= Beginning of Section =

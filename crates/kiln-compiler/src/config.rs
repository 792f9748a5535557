//! Compilation and run options.

use kiln_binder::OutputKind;
use kiln_codegen::Optimization;
use kiln_runner::ExecutorConfig;
use serde::{Deserialize, Serialize};

/// File name diagnostics use when the caller does not supply one.
pub const DEFAULT_FILE_NAME: &str = "main.kn";

#[derive(Debug, Clone, Copy, Default, PartialEq, Eq, Serialize, Deserialize)]
#[serde(default)]
pub struct CompileOptions {
    pub output: OutputKind,
    pub optimization: Optimization,
}

/// Everything one pipeline request needs besides the source and arguments.
#[derive(Debug, Clone, PartialEq, Eq, Serialize, Deserialize)]
#[serde(default)]
pub struct RunConfig {
    pub executor: ExecutorConfig,
    pub optimization: Optimization,
    /// Name reported in diagnostics.
    pub file_name: String,
}

impl Default for RunConfig {
    fn default() -> Self {
        Self {
            executor: ExecutorConfig::default(),
            optimization: Optimization::Release,
            file_name: DEFAULT_FILE_NAME.to_string(),
        }
    }
}
//! The process-wide console channel.
//!
//! Guest output (`print`, `println`) goes to whatever the channel points
//! at: the real stdout, or a capture buffer while a [`CaptureGuard`] is
//! alive. Dropping the guard puts the previous channel back, whether the
//! execution succeeded, failed or unwound.
//!
//! A capture is exclusive for the whole process: a second thread calling
//! [`capture`] blocks until the first guard drops. Captures on the same
//! thread nest.

use std::cell::Cell;
use std::io::Write;
use std::sync::{Mutex, MutexGuard, PoisonError};

enum Sink {
    Stdout,
    Buffer(String),
}

static CONSOLE: Mutex<Sink> = Mutex::new(Sink::Stdout);

/// Held by the outermost capture for its whole lifetime.
static EXCLUSIVE: Mutex<()> = Mutex::new(());

thread_local! {
    /// Captures held by the current thread.
    static DEPTH: Cell<usize> = const { Cell::new(0) };
}

fn console() -> MutexGuard<'static, Sink> {
    CONSOLE.lock().unwrap_or_else(PoisonError::into_inner)
}

/// Write `text` to the current channel.
pub fn write(text: &str) {
    match &mut *console() {
        Sink::Stdout => {
            let mut out = std::io::stdout().lock();
            // Nothing sensible to do when the real stdout is gone.
            let _ = out.write_all(text.as_bytes());
            let _ = out.flush();
        }
        Sink::Buffer(buffer) => buffer.push_str(text),
    }
}

/// Whether the calling thread holds a capture.
pub fn is_captured() -> bool {
    DEPTH.with(|depth| depth.get() > 0)
}

/// Redirect the channel into a fresh buffer until the guard drops.
///
/// Blocks while another thread holds a capture.
pub fn capture() -> CaptureGuard {
    let exclusive = if is_captured() {
        None
    } else {
        Some(EXCLUSIVE.lock().unwrap_or_else(PoisonError::into_inner))
    };
    let previous = std::mem::replace(&mut *console(), Sink::Buffer(String::new()));
    DEPTH.with(|depth| depth.set(depth.get() + 1));
    CaptureGuard {
        previous: Some(previous),
        _exclusive: exclusive,
    }
}

/// Restores the previous channel on drop.
#[must_use = "output is only captured while the guard is alive"]
pub struct CaptureGuard {
    previous: Option<Sink>,
    // Released after `drop` has restored the channel.
    _exclusive: Option<MutexGuard<'static, ()>>,
}

impl CaptureGuard {
    /// Text captured so far.
    pub fn contents(&self) -> String {
        match &*console() {
            Sink::Buffer(buffer) => buffer.clone(),
            Sink::Stdout => String::new(),
        }
    }

    /// Stop capturing and return everything captured.
    pub fn finish(self) -> String {
        let captured = self.contents();
        drop(self);
        captured
    }
}

impl Drop for CaptureGuard {
    fn drop(&mut self) {
        if let Some(previous) = self.previous.take() {
            *console() = previous;
        }
        DEPTH.with(|depth| depth.set(depth.get().saturating_sub(1)));
    }
}

#[cfg(test)]
mod tests {
    use super::*;

    fn channel_is_stdout() -> bool {
        let _exclusive = EXCLUSIVE.lock().unwrap_or_else(PoisonError::into_inner);
        matches!(&*console(), Sink::Stdout)
    }

    #[test]
    fn test_capture_lifecycle() {
        let guard = capture();
        assert!(is_captured());
        write("hello ");
        write("world");
        assert_eq!(guard.contents(), "hello world");
        assert_eq!(guard.finish(), "hello world");
        assert!(!is_captured());

        let outer = capture();
        write("a");
        {
            let inner = capture();
            write("b");
            assert_eq!(inner.contents(), "b");
        }
        assert!(is_captured());
        write("c");
        assert_eq!(outer.finish(), "ac");
        assert!(!is_captured());

        let result = std::panic::catch_unwind(|| {
            let _guard = capture();
            panic!("boom");
        });
        assert!(result.is_err());
        assert!(!is_captured());
        assert!(channel_is_stdout());
    }

    #[test]
    fn test_concurrent_captures_keep_their_own_output() {
        for _ in 0..20 {
            let handles: Vec<_> = (0..4)
                .map(|digit| {
                    std::thread::spawn(move || {
                        let guard = capture();
                        let text = digit.to_string();
                        for _ in 0..200 {
                            write(&text);
                        }
                        (text.repeat(200), guard.finish())
                    })
                })
                .collect();
            for handle in handles {
                let (expected, captured) = handle.join().unwrap();
                assert_eq!(captured, expected);
            }
        }
        assert!(channel_is_stdout());
    }
}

= End of Section =

* THE PROBLEM
When the line with "CONSOLE.lock().unwrap_or_else(PoisonError::into_inner)" is reached in the data above, begin copying, and stop after the line with "if let Some(previous)"; copy each line exactly, both ends included.

* EXERCISE OUTPUT
    CONSOLE.lock().unwrap_or_else(PoisonError::into_inner)
}

/// Write `text` to the current channel.
pub fn write(text: &str) {
    match &mut *console() {
        Sink::Stdout => {
            let mut out = std::io::stdout().lock();
            // Nothing sensible to do when the real stdout is gone.
            let _ = out.write_all(text.as_bytes());
            let _ = out.flush();
        }
        Sink::Buffer(buffer) => buffer.push_str(text),
    }
}

/// Whether the calling thread holds a capture.
pub fn is_captured() -> bool {
    DEPTH.with(|depth| depth.get() > 0)
}

/// Redirect the channel into a fresh buffer until the guard drops.
///
/// Blocks while another thread holds a capture.
pub fn capture() -> CaptureGuard {
    let exclusive = if is_captured() {
        None
    } else {
        Some(EXCLUSIVE.lock().unwrap_or_else(PoisonError::into_inner))
    };
    let previous = std::mem::replace(&mut *console(), Sink::Buffer(String::new()));
    DEPTH.with(|depth| depth.set(depth.get() + 1));
    CaptureGuard {
        previous: Some(previous),
        _exclusive: exclusive,
    }
}

/// Restores the previous channel on drop.
#[must_use = "output is only captured while the guard is alive"]
pub struct CaptureGuard {
    previous: Option<Sink>,
    // Released after `drop` has restored the channel.
    _exclusive: Option<MutexGuard<'static, ()>>,
}

impl CaptureGuard {
    /// Text captured so far.
    pub fn contents(&self) -> String {
        match &*console() {
            Sink::Buffer(buffer) => buffer.clone(),
            Sink::Stdout => String::new(),
        }
    }

    /// Stop capturing and return everything captured.
    pub fn finish(self) -> String {
        let captured = self.contents();
        drop(self);
        captured
    }
}

impl Drop for CaptureGuard {
    fn drop(&mut self) {
        if let Some(previous) = self.previous.take() {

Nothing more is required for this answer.